Eine junge Frau reichte diese Woche Klage vor Gericht ein, in der sie davon spricht, im Hause des Rappers mehrmals vergewaltigt worden zu sein. Brown habe im Februar letzten Jahres zu einer Party eingeladen, bei der er den weiblichen Gästen Alkohol und harte Drogen aller Art aufgedrängt habe. Der Star sowie andere Partygäste seien schließlich intim miteinander geworden. Als sich die Frau weigerte, an den sexuellen Aktivitäten teilzunehmen, habe eine andere Frau sie an der Kehle gepackt und zum Oralsex gezwungen. Währendessen sei sie ebenfalls von Rapper Young Lo belästigt und schließlich mehrfach vergewaltigt worden.

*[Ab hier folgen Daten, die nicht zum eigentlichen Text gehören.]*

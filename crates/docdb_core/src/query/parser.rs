//! Lenient `db.<collection>.<op>(<params>)` string parser.
//!
//! Grounded on `query_parser.py`'s `parse_raw_query`: a single top-level
//! regex peels off collection name, operation name, and a raw parameter
//! string, which is tolerant-normalized (single quotes, unquoted object
//! keys, trailing commas) into strict JSON before a standard JSON parser
//! takes over. `update`'s two-JSON-object parameter list uses the same
//! non-greedy/greedy split the source uses.

use crate::error::{CoreError, CoreResult};
use crate::query::operation::Operation;
use regex::Regex;
use serde_json::Value;

fn top_level_pattern() -> Regex {
    Regex::new(r"^db\.([A-Za-z0-9_]+)\.([A-Za-z0-9_]+)\((.*)\)$").expect("static pattern")
}

fn update_params_pattern() -> Regex {
    Regex::new(r"^\s*(\{.*?\})\s*,\s*(\{.*\})\s*$").expect("static pattern")
}

/// Normalizes single-quoted strings, unquoted object keys, and trailing
/// commas into strict JSON. Best-effort, matching the tolerance §6
/// describes rather than a full JSON5 grammar.
fn normalize(raw: &str) -> String {
    let single_quoted = Regex::new(r"'([^'\\]*)'").expect("static pattern");
    let unquoted_key = Regex::new(r#"([{,]\s*)([A-Za-z_][A-Za-z0-9_]*)\s*:"#).expect("static pattern");
    let trailing_comma = Regex::new(r",\s*([}\]])").expect("static pattern");

    let step1 = single_quoted.replace_all(raw, "\"$1\"");
    let step2 = unquoted_key.replace_all(&step1, "$1\"$2\":");
    trailing_comma.replace_all(&step2, "$1").into_owned()
}

fn parse_json(raw: &str) -> CoreResult<Value> {
    let normalized = normalize(raw.trim());
    serde_json::from_str(&normalized).map_err(|err| CoreError::parse_error(format!("invalid query parameters: {err}")))
}

/// Parses one `db.collection.op(params)` string into a structured
/// [`Operation`].
pub fn parse(query_str: &str) -> CoreResult<Operation> {
    let cleaned = query_str.trim().replace(['\n', '\t'], " ");
    let captures = top_level_pattern()
        .captures(&cleaned)
        .ok_or_else(|| CoreError::parse_error("Invalid query format"))?;

    let collection = captures[1].to_string();
    let op = &captures[2];
    let params_str = captures[3].trim();

    match op {
        "find" => {
            let selector = if params_str.is_empty() || params_str == "{}" {
                Value::Object(Default::default())
            } else {
                parse_json(params_str)?
            };
            Ok(Operation::Find { collection, selector })
        }
        "insert" => {
            let document = parse_json(params_str)?;
            Ok(Operation::Insert { collection, document })
        }
        "insertMany" => {
            let value = parse_json(params_str)?;
            let documents = value
                .as_array()
                .ok_or_else(|| CoreError::parse_error("insertMany expects a JSON array"))?
                .clone();
            Ok(Operation::InsertMany { collection, documents })
        }
        "update" => {
            let captures = update_params_pattern()
                .captures(params_str)
                .ok_or_else(|| CoreError::parse_error("Invalid UPDATE format. Use: update({query}, {update})"))?;
            let query = parse_json(&captures[1])?;
            let update = parse_json(&captures[2])?;
            Ok(Operation::Update { collection, query, update })
        }
        "delete" => {
            let selector = if params_str.is_empty() || params_str == "{}" {
                Value::Object(Default::default())
            } else {
                parse_json(params_str)?
            };
            Ok(Operation::Delete { collection, selector })
        }
        "createCollection" => Ok(Operation::CreateCollection { collection }),
        "createIndex" => {
            let value = parse_json(params_str)?;
            let field = value
                .as_object()
                .and_then(|obj| obj.keys().next())
                .ok_or_else(|| CoreError::parse_error("createIndex expects {field: 1}"))?
                .clone();
            Ok(Operation::CreateIndex { collection, field })
        }
        "dropIndex" => {
            let field = params_str.trim_matches(|c| c == '"' || c == '\'').to_string();
            if field.is_empty() {
                return Err(CoreError::parse_error("dropIndex expects a field name"));
            }
            Ok(Operation::DropIndex { collection, field })
        }
        other => Err(CoreError::parse_error(format!("Unsupported operation '{other}'"))),
    }
}

/// Splits a `;`-separated batch string into trimmed, non-empty statements.
#[must_use]
pub fn split_statements(queries_str: &str) -> Vec<String> {
    queries_str
        .split(';')
        .map(str::trim)
        .filter(|s| !s.is_empty())
        .map(str::to_string)
        .collect()
}

#[cfg(test)]
mod tests {
    use super::*;
    use serde_json::json;

    #[test]
    fn parses_find_with_single_quotes_and_unquoted_keys() {
        let op = parse("db.users.find({name: 'John'})").unwrap();
        assert_eq!(
            op,
            Operation::Find {
                collection: "users".to_string(),
                selector: json!({"name": "John"}),
            }
        );
    }

    #[test]
    fn empty_find_matches_everything() {
        let op = parse("db.users.find({})").unwrap();
        assert_eq!(
            op,
            Operation::Find {
                collection: "users".to_string(),
                selector: json!({}),
            }
        );
    }

    #[test]
    fn parses_insert() {
        let op = parse("db.users.insert({name: 'John', age: 30})").unwrap();
        assert_eq!(
            op,
            Operation::Insert {
                collection: "users".to_string(),
                document: json!({"name": "John", "age": 30}),
            }
        );
    }

    #[test]
    fn parses_insert_many() {
        let op = parse("db.users.insertMany([{name: 'A'}, {name: 'B'},])").unwrap();
        assert_eq!(
            op,
            Operation::InsertMany {
                collection: "users".to_string(),
                documents: vec![json!({"name": "A"}), json!({"name": "B"})],
            }
        );
    }

    #[test]
    fn parses_update() {
        let op = parse("db.users.update({id: 1}, {$set: {age: 31}})").unwrap();
        assert_eq!(
            op,
            Operation::Update {
                collection: "users".to_string(),
                query: json!({"id": 1}),
                update: json!({"$set": {"age": 31}}),
            }
        );
    }

    #[test]
    fn parses_schema_operations() {
        assert_eq!(
            parse("db.users.createCollection()").unwrap(),
            Operation::CreateCollection { collection: "users".to_string() }
        );
        assert_eq!(
            parse("db.users.createIndex({email: 1})").unwrap(),
            Operation::CreateIndex { collection: "users".to_string(), field: "email".to_string() }
        );
        assert_eq!(
            parse("db.users.dropIndex(\"email\")").unwrap(),
            Operation::DropIndex { collection: "users".to_string(), field: "email".to_string() }
        );
    }

    #[test]
    fn malformed_query_is_a_parse_error() {
        assert!(parse("not a query").is_err());
    }

    #[test]
    fn splits_batch_statements() {
        let statements = split_statements("db.c.insert({_id: '1'}); db.c.insert({_id: '2'})");
        assert_eq!(statements.len(), 2);
    }

    fn field_name() -> impl proptest::strategy::Strategy<Value = String> {
        proptest::string::string_regex("[a-zA-Z_][a-zA-Z0-9_]{0,5}").unwrap()
    }

    fn scalar_literal() -> impl proptest::strategy::Strategy<Value = (String, Value)> {
        use proptest::prelude::*;
        prop_oneof![
            "[a-zA-Z0-9 ]{0,10}".prop_map(|s| (format!("'{s}'"), json!(s))),
            (-1000i64..1000).prop_map(|n| (n.to_string(), json!(n))),
        ]
    }

    proptest::proptest! {
        #[test]
        fn normalize_is_idempotent(pairs in proptest::collection::vec((field_name(), scalar_literal()), 0..5)) {
            let body: Vec<String> = pairs.iter().map(|(k, (raw, _))| format!("{k}: {raw}")).collect();
            let raw = format!("{{{}}}", body.join(", "));
            let once = normalize(&raw);
            let twice = normalize(&once);
            proptest::prop_assert_eq!(once, twice);
        }

        #[test]
        fn loose_object_round_trips_through_serde_json(pairs in proptest::collection::vec((field_name(), scalar_literal()), 0..5)) {
            let mut fields: std::collections::HashMap<String, (String, Value)> = std::collections::HashMap::new();
            for (k, v) in pairs {
                fields.insert(k, v);
            }
            let body: Vec<String> = fields.iter().map(|(k, (raw, _))| format!("{k}: {raw}")).collect();
            let raw = format!("{{{}}}", body.join(", "));
            let parsed = parse_json(&raw).unwrap();
            let object = parsed.as_object().unwrap();
            for (k, (_, expected)) in &fields {
                proptest::prop_assert_eq!(object.get(k), Some(expected));
            }
        }
    }
}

Nun gibt es ein Statement von Seiten des 'Loyal'-Musikers zu den heftigen Anschuldigungen. Sein Anwalt Mark Geragos ließ gegenüber 'TMZ' verlauten: "Wenn irgendetwas davon wahr wäre, wäre es polizeilich untersucht worden. Das wurde es natürlich und es wurde nichts gefunden. Die Tatsache, dass sie 17 Millionen Dollar fordern [...] erklärt wahrscheinlich, warum sie [diese Woche] die Pressekonferenz abgehalten haben." Sein Mandant sei völlig unschuldig: "Chris hat nichts getan und sie wissen, dass Chris nichts getan hat. Mir ist nicht ersichtlich, wieso er da reingezogen wird, außer dass sie seinen Namen benutzt, um eine Pressekonferenz abzuhalten. In einem anderen Zeitalter hätten wir das vielleicht Erpressung genannt."

Gloria Allred, die Anwältin der namentlich unbekannten Frau, reagierte augenblicklich auf die Antwort des Stars. "Vorsicht, Mark. Wir haben unsere Beweise und alles, was du zu haben scheinst, ist ein Statement, das komplett falsch ist. [...] Viel Glück vor Gericht, Mark. Du und dein Klient werdet es brauchen", lautet Allreds Kampfansage.